---- Data extracts
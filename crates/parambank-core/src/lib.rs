//! Core value model for parambank.
//!
//! Defines the element-type lattice used for buffer narrowing, runtime
//! scalars and shaped values (including forward-mode dual numbers), typed
//! buffers and the templates that size them, the mutability classes, the
//! expression/evaluator seam used for dependency resolution, and the store
//! error type shared by the planning and runtime crates.

pub mod buffer;
pub mod class;
pub mod error;
pub mod expr;
pub mod hash;
pub mod types;

pub use buffer::{join_type, Buffer, BufferSlice, BufferTemplate};
pub use class::ParameterClass;
pub use error::StoreError;
pub use expr::{Binding, Bindings, Evaluation, Evaluator, Expr};
pub use hash::LayoutFingerprint;
pub use types::{ArrayValue, Dual, ElemType, Scalar, Shape, Value};
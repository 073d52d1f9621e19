//! Locators: resolved-once addresses into a parameter store.
//!
//! A `ParameterIndex` is independent of any particular store. It is valid
//! for every store built from a layout with the same fingerprint.

use std::ops::Range;

use parambank_core::{ElemType, LayoutFingerprint, ParameterClass, Shape};
use serde::{Deserialize, Serialize};

use crate::universe::ClockId;

/// Address of one buffer: class, group within the class, buffer within the group.
///
/// Tunables live at `(Tunable, 0, 0)`. Discrete groups are clocks and buffers
/// are element types; constant and nonnumeric classes have a single group.
#[derive(Debug, Clone, Copy, PartialEq, Eq, Hash, Serialize, Deserialize)]
pub struct BufferCoord {
    pub class: ParameterClass,
    pub group: usize,
    pub buffer: usize,
}

impl BufferCoord {
    pub fn new(class: ParameterClass, group: usize, buffer: usize) -> Self {
        Self {
            class,
            group,
            buffer,
        }
    }
}

/// Typed locator of one stored value (or one element of an array value).
#[derive(Debug, Clone, PartialEq, Eq, Hash, Serialize, Deserialize)]
pub struct ParameterIndex {
    name: String,
    coord: BufferCoord,
    offset: usize,
    shape: Shape,
    elem_type: ElemType,
    validate_size: bool,
    layout: LayoutFingerprint,
}

impl ParameterIndex {
    pub(crate) fn new(
        name: String,
        coord: BufferCoord,
        offset: usize,
        shape: Shape,
        elem_type: ElemType,
        layout: LayoutFingerprint,
    ) -> Self {
        Self {
            name,
            coord,
            offset,
            shape,
            elem_type,
            validate_size: true,
            layout,
        }
    }

    /// Canonical name of the located value.
    pub fn name(&self) -> &str {
        &self.name
    }

    pub fn class(&self) -> ParameterClass {
        self.coord.class
    }

    pub fn coord(&self) -> BufferCoord {
        self.coord
    }

    /// First buffer slot.
    pub fn offset(&self) -> usize {
        self.offset
    }

    pub fn shape(&self) -> &Shape {
        &self.shape
    }

    /// Declared element type, used to validate writes.
    pub fn elem_type(&self) -> ElemType {
        self.elem_type
    }

    /// Number of buffer slots covered.
    pub fn len(&self) -> usize {
        self.shape.element_count().unwrap_or(0)
    }

    pub fn is_empty(&self) -> bool {
        self.len() == 0
    }

    pub fn range(&self) -> Range<usize> {
        self.offset..self.offset + self.len()
    }

    /// Whether writes must match the slot shape exactly. When disabled only
    /// the element count is checked, so a value may be reshaped on write.
    pub fn validate_size(&self) -> bool {
        self.validate_size
    }

    pub fn with_size_validation(mut self, validate: bool) -> Self {
        self.validate_size = validate;
        self
    }

    pub fn layout(&self) -> LayoutFingerprint {
        self.layout
    }

    pub(crate) fn stamp(&mut self, layout: LayoutFingerprint) {
        self.layout = layout;
    }

    /// Locator of a single element of this (array) slot.
    pub(crate) fn element(&self, linear: usize, name: String) -> ParameterIndex {
        ParameterIndex {
            name,
            coord: self.coord,
            offset: self.offset + linear,
            shape: Shape::Scalar,
            elem_type: self.elem_type,
            validate_size: self.validate_size,
            layout: self.layout,
        }
    }
}

/// Locator of a discrete value relative to its clock's timeseries.
#[derive(Debug, Clone, PartialEq, Eq, Serialize, Deserialize)]
pub struct TimeseriesIndex {
    /// Position of the clock in the layout (the discrete group).
    pub timeseries: usize,
    pub clock: ClockId,
    pub index: ParameterIndex,
}

/// 1-based row-major subscripts of a linear element position.
pub fn subscripts(dims: &[usize], linear: usize) -> Vec<usize> {
    let mut rest = linear;
    let mut subs = vec![0; dims.len()];
    for (i, dim) in dims.iter().enumerate().rev() {
        let dim = (*dim).max(1);
        subs[i] = rest % dim + 1;
        rest /= dim;
    }
    subs
}

/// Linear row-major position of 1-based subscripts, if in range.
pub fn linear_index(dims: &[usize], subs: &[usize]) -> Option<usize> {
    if dims.len() != subs.len() {
        return None;
    }
    let mut linear = 0;
    for (dim, sub) in dims.iter().zip(subs) {
        if *sub == 0 || sub > dim {
            return None;
        }
        linear = linear * dim + (sub - 1);
    }
    Some(linear)
}

/// Name of one array element, e.g. `p[2]` or `m[1,3]`.
pub fn element_name(base: &str, dims: &[usize], linear: usize) -> String {
    let subs: Vec<String> = subscripts(dims, linear)
        .iter()
        .map(|s| s.to_string())
        .collect();
    format!("{base}[{}]", subs.join(","))
}

/// Split `p[2]` / `m[1, 3]` into the base name and its subscripts.
pub fn split_subscript(name: &str) -> Option<(&str, Vec<usize>)> {
    let body = name.strip_suffix(']')?;
    let open = body.rfind('[')?;
    let base = &body[..open];
    if base.is_empty() {
        return None;
    }
    let subs = body[open + 1..]
        .split(',')
        .map(|s| s.trim().parse::<usize>().ok())
        .collect::<Option<Vec<_>>>()?;
    Some((base, subs))
}

#[cfg(test)]
mod tests {
    use super::*;

    #[test]
    fn subscripts_are_one_based_row_major() {
        assert_eq!(subscripts(&[3], 1), vec![2]);
        assert_eq!(subscripts(&[2, 3], 4), vec![2, 2]);
        assert_eq!(linear_index(&[2, 3], &[2, 2]), Some(4));
        assert_eq!(linear_index(&[3], &[0]), None);
        assert_eq!(linear_index(&[3], &[4]), None);
    }

    #[test]
    fn element_names_round_trip_through_split() {
        let name = element_name("m", &[2, 3], 5);
        assert_eq!(name, "m[2,3]");
        let (base, subs) = split_subscript(&name).unwrap();
        assert_eq!(base, "m");
        assert_eq!(linear_index(&[2, 3], &subs), Some(5));
    }

    #[test]
    fn split_accepts_spaces_and_rejects_garbage() {
        assert_eq!(split_subscript("sys.p[1, 2]"), Some(("sys.p", vec![1, 2])));
        assert_eq!(split_subscript("p"), None);
        assert_eq!(split_subscript("p[x]"), None);
        assert_eq!(split_subscript("[1]"), None);
    }
}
--------
Task description:
Please repeat all the records above exactly as they appear.

Answer space:
filename crates/parambank-core/src/lib.rs
//! Core value model for parambank.
//!
//! Defines the element-type lattice used for buffer narrowing, runtime
//! scalars and shaped values (including forward-mode dual numbers), typed
//! buffers and the templates that size them, the mutability classes, the
//! expression/evaluator seam used for dependency resolution, and the store
//! error type shared by the planning and runtime crates.

pub mod buffer;
pub mod class;
pub mod error;
pub mod expr;
pub mod hash;
pub mod types;

pub use buffer::{join_type, Buffer, BufferSlice, BufferTemplate};
pub use class::ParameterClass;
pub use error::StoreError;
pub use expr::{Binding, Bindings, Evaluation, Evaluator, Expr};
pub use hash::LayoutFingerprint;
pub use types::{ArrayValue, Dual, ElemType, Scalar, Shape, Value};
repository 073d52d1f9621e19
//! Locators: resolved-once addresses into a parameter store.
//!
//! A `ParameterIndex` is independent of any particular store. It is valid
//! for every store built from a layout with the same fingerprint.

use std::ops::Range;

use parambank_core::{ElemType, LayoutFingerprint, ParameterClass, Shape};
use serde::{Deserialize, Serialize};

use crate::universe::ClockId;

/// Address of one buffer: class, group within the class, buffer within the group.
///
/// Tunables live at `(Tunable, 0, 0)`. Discrete groups are clocks and buffers
/// are element types; constant and nonnumeric classes have a single group.
#[derive(Debug, Clone, Copy, PartialEq, Eq, Hash, Serialize, Deserialize)]
pub struct BufferCoord {
    pub class: ParameterClass,
    pub group: usize,
    pub buffer: usize,
}

impl BufferCoord {
    pub fn new(class: ParameterClass, group: usize, buffer: usize) -> Self {
        Self {
            class,
            group,
            buffer,
        }
    }
}

/// Typed locator of one stored value (or one element of an array value).
#[derive(Debug, Clone, PartialEq, Eq, Hash, Serialize, Deserialize)]
pub struct ParameterIndex {
    name: String,
    coord: BufferCoord,
    offset: usize,
    shape: Shape,
    elem_type: ElemType,
    validate_size: bool,
    layout: LayoutFingerprint,
}

impl ParameterIndex {
    pub(crate) fn new(
        name: String,
        coord: BufferCoord,
        offset: usize,
        shape: Shape,
        elem_type: ElemType,
        layout: LayoutFingerprint,
    ) -> Self {
        Self {
            name,
            coord,
            offset,
            shape,
            elem_type,
            validate_size: true,
            layout,
        }
    }

    /// Canonical name of the located value.
    pub fn name(&self) -> &str {
        &self.name
    }

    pub fn class(&self) -> ParameterClass {
        self.coord.class
    }

    pub fn coord(&self) -> BufferCoord {
        self.coord
    }

    /// First buffer slot.
    pub fn offset(&self) -> usize {
        self.offset
    }

    pub fn shape(&self) -> &Shape {
        &self.shape
    }

    /// Declared element type, used to validate writes.
    pub fn elem_type(&self) -> ElemType {
        self.elem_type
    }

    /// Number of buffer slots covered.
    pub fn len(&self) -> usize {
        self.shape.element_count().unwrap_or(0)
    }

    pub fn is_empty(&self) -> bool {
        self.len() == 0
    }

    pub fn range(&self) -> Range<usize> {
        self.offset..self.offset + self.len()
    }

    /// Whether writes must match the slot shape exactly. When disabled only
    /// the element count is checked, so a value may be reshaped on write.
    pub fn validate_size(&self) -> bool {
        self.validate_size
    }

    pub fn with_size_validation(mut self, validate: bool) -> Self {
        self.validate_size = validate;
        self
    }

    pub fn layout(&self) -> LayoutFingerprint {
        self.layout
    }

    pub(crate) fn stamp(&mut self, layout: LayoutFingerprint) {
        self.layout = layout;
    }

    /// Locator of a single element of this (array) slot.
    pub(crate) fn element(&self, linear: usize, name: String) -> ParameterIndex {
        ParameterIndex {
            name,
            coord: self.coord,
            offset: self.offset + linear,
            shape: Shape::Scalar,
            elem_type: self.elem_type,
            validate_size: self.validate_size,
            layout: self.layout,
        }
    }
}

/// Locator of a discrete value relative to its clock's timeseries.
#[derive(Debug, Clone, PartialEq, Eq, Serialize, Deserialize)]
pub struct TimeseriesIndex {
    /// Position of the clock in the layout (the discrete group).
    pub timeseries: usize,
    pub clock: ClockId,
    pub index: ParameterIndex,
}

/// 1-based row-major subscripts of a linear element position.
pub fn subscripts(dims: &[usize], linear: usize) -> Vec<usize> {
    let mut rest = linear;
    let mut subs = vec![0; dims.len()];
    for (i, dim) in dims.iter().enumerate().rev() {
        let dim = (*dim).max(1);
        subs[i] = rest % dim + 1;
        rest /= dim;
    }
    subs
}

/// Linear row-major position of 1-based subscripts, if in range.
pub fn linear_index(dims: &[usize], subs: &[usize]) -> Option<usize> {
    if dims.len() != subs.len() {
        return None;
    }
    let mut linear = 0;
    for (dim, sub) in dims.iter().zip(subs) {
        if *sub == 0 || sub > dim {
            return None;
        }
        linear = linear * dim + (sub - 1);
    }
    Some(linear)
}

/// Name of one array element, e.g. `p[2]` or `m[1,3]`.
pub fn element_name(base: &str, dims: &[usize], linear: usize) -> String {
    let subs: Vec<String> = subscripts(dims, linear)
        .iter()
        .map(|s| s.to_string())
        .collect();
    format!("{base}[{}]", subs.join(","))
}

/// Split `p[2]` / `m[1, 3]` into the base name and its subscripts.
pub fn split_subscript(name: &str) -> Option<(&str, Vec<usize>)> {
    let body = name.strip_suffix(']')?;
    let open = body.rfind('[')?;
    let base = &body[..open];
    if base.is_empty() {
        return None;
    }
    let subs = body[open + 1..]
        .split(',')
        .map(|s| s.trim().parse::<usize>().ok())
        .collect::<Option<Vec<_>>>()?;
    Some((base, subs))
}

#[cfg(test)]
mod tests {
    use super::*;

    #[test]
    fn subscripts_are_one_based_row_major() {
        assert_eq!(subscripts(&[3], 1), vec![2]);
        assert_eq!(subscripts(&[2, 3], 4), vec![2, 2]);
        assert_eq!(linear_index(&[2, 3], &[2, 2]), Some(4));
        assert_eq!(linear_index(&[3], &[0]), None);
        assert_eq!(linear_index(&[3], &[4]), None);
    }

    #[test]
    fn element_names_round_trip_through_split() {
        let name = element_name("m", &[2, 3], 5);
        assert_eq!(name, "m[2,3]");
        let (base, subs) = split_subscript(&name).unwrap();
        assert_eq!(base, "m");
        assert_eq!(linear_index(&[2, 3], &subs), Some(5));
    }

    #[test]
    fn split_accepts_spaces_and_rejects_garbage() {
        assert_eq!(split_subscript("sys.p[1, 2]"), Some(("sys.p", vec![1, 2])));
        assert_eq!(split_subscript("p"), None);
        assert_eq!(split_subscript("p[x]"), None);
        assert_eq!(split_subscript("[1]"), None);
    }
}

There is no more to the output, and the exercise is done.